WHAT THIS TASK INVOLVES:
Look through the listing below, and wherever a line has the string "struct", copy it.

═════ INPUT RECORDS ═════

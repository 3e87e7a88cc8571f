//! Game state and core simulation types

use rand::SeedableRng;
use rand_pcg::Pcg32;
use serde::{Deserialize, Serialize};

use super::camera::{CameraPose, CameraRig};
use super::field::ObstacleField;
use super::level::{self, Sequence};
use super::vehicle::Vehicle;
use crate::consts::*;

/// Current phase of gameplay
#[derive(Debug, Clone, Copy, PartialEq, Eq, Serialize, Deserialize)]
pub enum GamePhase {
    /// Vehicle frozen while "3","2","1","GO!" runs
    Countdown,
    /// Active gameplay
    Playing,
    /// Game is paused
    Paused,
    /// Level-up banner before the next countdown
    LevelComplete,
    /// Run ended (terminal)
    GameOver,
}

/// Events emitted by a simulation tick for the level controller and the
/// platform boundary (haptics, logging, leaderboard submission)
#[derive(Debug, Clone, Copy, PartialEq, Eq, Serialize, Deserialize)]
pub enum GameEvent {
    /// A tree was broken this tick (+1 score, +1 boost charge)
    TreeBroken { tree: usize },
    /// A rock was struck with its scoring cooldown clear (-1 score, rumble)
    RockHit { rock: usize },
    /// The vehicle left the play bounds or a manual respawn was requested
    Respawned,
    /// All trees broken; `level` is the new level number
    LevelComplete { level: u32 },
    /// Timer expired
    GameOver,
}

/// Complete game state, owned by the single simulation thread
#[derive(Debug, Clone, Serialize, Deserialize)]
pub struct GameState {
    /// Run seed (obstacle placement is deterministic given this)
    pub seed: u64,
    pub phase: GamePhase,
    /// Level number, starts at 1 and only increases
    pub level: u32,
    /// May go negative; there is no floor
    pub score: i32,
    /// Seconds remaining on the countdown timer
    pub time_left: i32,
    /// Sum over levels 1..=level of the per-level tree count
    pub max_score: u32,
    /// Simulation tick counter
    pub time_ticks: u64,
    /// Real time elapsed this run (includes paused time, like a wall clock)
    pub elapsed_secs: f32,
    /// Fractional-second accumulator for the 1 Hz timer domain
    pub timer_accum: f32,
    pub vehicle: Vehicle,
    pub field: ObstacleField,
    pub camera: CameraRig,
    /// In-flight countdown or level-banner sequence, advanced each tick
    pub sequence: Option<Sequence>,
}

impl GameState {
    /// Create a fresh run: level 1, full timer, vehicle frozen behind the
    /// opening countdown
    pub fn new(seed: u64) -> Self {
        let field = ObstacleField::generate(1, &mut Self::level_rng(seed, 1));
        Self {
            seed,
            phase: GamePhase::Countdown,
            level: 1,
            score: 0,
            time_left: BASE_TIME_SECS,
            max_score: level::max_possible_score(1),
            time_ticks: 0,
            elapsed_secs: 0.0,
            timer_accum: 0.0,
            vehicle: Vehicle::default(),
            field,
            camera: CameraRig::default(),
            sequence: Some(Sequence::Countdown { elapsed: 0.0 }),
        }
    }

    /// Deterministic RNG for a level's obstacle placement
    pub fn level_rng(seed: u64, level: u32) -> Pcg32 {
        Pcg32::seed_from_u64(seed.wrapping_add(level as u64))
    }

    /// One-way projection for the render boundary. Simulation entities stay
    /// plain data; no visual handles live in this state.
    pub fn render_view(&self) -> RenderView {
        RenderView {
            vehicle: VehicleView {
                position: self.vehicle.position.to_array(),
                heading: self.vehicle.heading,
                braking: self.vehicle.braking,
                boosting: self.vehicle.boosting,
            },
            trees: self
                .field
                .trees
                .iter()
                .map(|t| TreeView {
                    x: t.pos.x,
                    z: t.pos.y,
                    broken: t.broken,
                })
                .collect(),
            rocks: self
                .field
                .rocks
                .iter()
                .map(|r| RockView {
                    x: r.pos.x,
                    z: r.pos.y,
                    radius: r.radius,
                    hit_recently: r.hit_cooldown > 0.0,
                })
                .collect(),
            camera: self.camera.pose(&self.vehicle),
        }
    }
}

/// Vehicle pose for the renderer
#[derive(Debug, Clone, Copy, Serialize, Deserialize)]
pub struct VehicleView {
    pub position: [f32; 3],
    pub heading: f32,
    pub braking: bool,
    pub boosting: bool,
}

#[derive(Debug, Clone, Copy, Serialize, Deserialize)]
pub struct TreeView {
    pub x: f32,
    pub z: f32,
    pub broken: bool,
}

#[derive(Debug, Clone, Copy, Serialize, Deserialize)]
pub struct RockView {
    pub x: f32,
    pub z: f32,
    pub radius: f32,
    pub hit_recently: bool,
}

/// Everything the external renderer needs for one frame
#[derive(Debug, Clone, Serialize, Deserialize)]
pub struct RenderView {
    pub vehicle: VehicleView,
    pub trees: Vec<TreeView>,
    pub rocks: Vec<RockView>,
    pub camera: CameraPose,
}
//! HUD text formatting
//!
//! Pure string/number projection of game state for the DOM labels. The
//! platform layer writes these into elements; keeping the formatting here
//! makes it testable off-browser.

use crate::consts::*;
use crate::sim::{GamePhase, GameState};

const GAME_OVER_MESSAGES: [&str; 5] = [
    "Better luck next time!",
    "You gave your best!",
    "Keep trying, you'll get it!",
    "Practice makes perfect!",
    "Don't give up!",
];

/// Display speed in km/h (scaled from sim units, boost included)
pub fn speed_kmh(state: &GameState) -> f32 {
    (state.vehicle.effective_speed() * KMH_SCALE).abs()
}

/// "Speed: N km/h | Gear: G" with a boost suffix while boosting
pub fn speed_label(state: &GameState) -> String {
    let boost = if state.vehicle.boosting {
        " | BOOST!"
    } else {
        ""
    };
    format!(
        "Speed: {:.0} km/h | Gear: {}{boost}",
        speed_kmh(state),
        state.vehicle.gear
    )
}

/// Boost meter fill, 0..=100
pub fn boost_percent(state: &GameState) -> f32 {
    (state.vehicle.boost_charge / MAX_BOOST_SECS * 100.0).clamp(0.0, 100.0)
}

pub fn score_label(state: &GameState) -> String {
    format!("Score: {}", state.score)
}

pub fn level_label(state: &GameState) -> String {
    format!("Level: {}", state.level)
}

pub fn time_label(state: &GameState) -> String {
    format!("Time: {}s", state.time_left)
}

/// Big center-screen overlay text, if any is due this frame
pub fn overlay_text(state: &GameState) -> Option<String> {
    if state.phase == GamePhase::Paused {
        return Some("PAUSED".to_string());
    }
    state
        .sequence
        .as_ref()
        .and_then(|seq| seq.overlay_text(state.level))
}

/// Pick the end-of-run encouragement line for this run
pub fn game_over_message(seed: u64) -> &'static str {
    GAME_OVER_MESSAGES[(seed % GAME_OVER_MESSAGES.len() as u64) as usize]
}

/// "name: score / max" summary line for the game-over panel
pub fn game_over_summary(name: &str, state: &GameState) -> String {
    format!("{name}: {} / {}", state.score, state.max_score)
}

═════

REPLY TO THE TASK:
pub struct GameState {
pub struct VehicleView {
pub struct TreeView {
pub struct RockView {
pub struct RenderView {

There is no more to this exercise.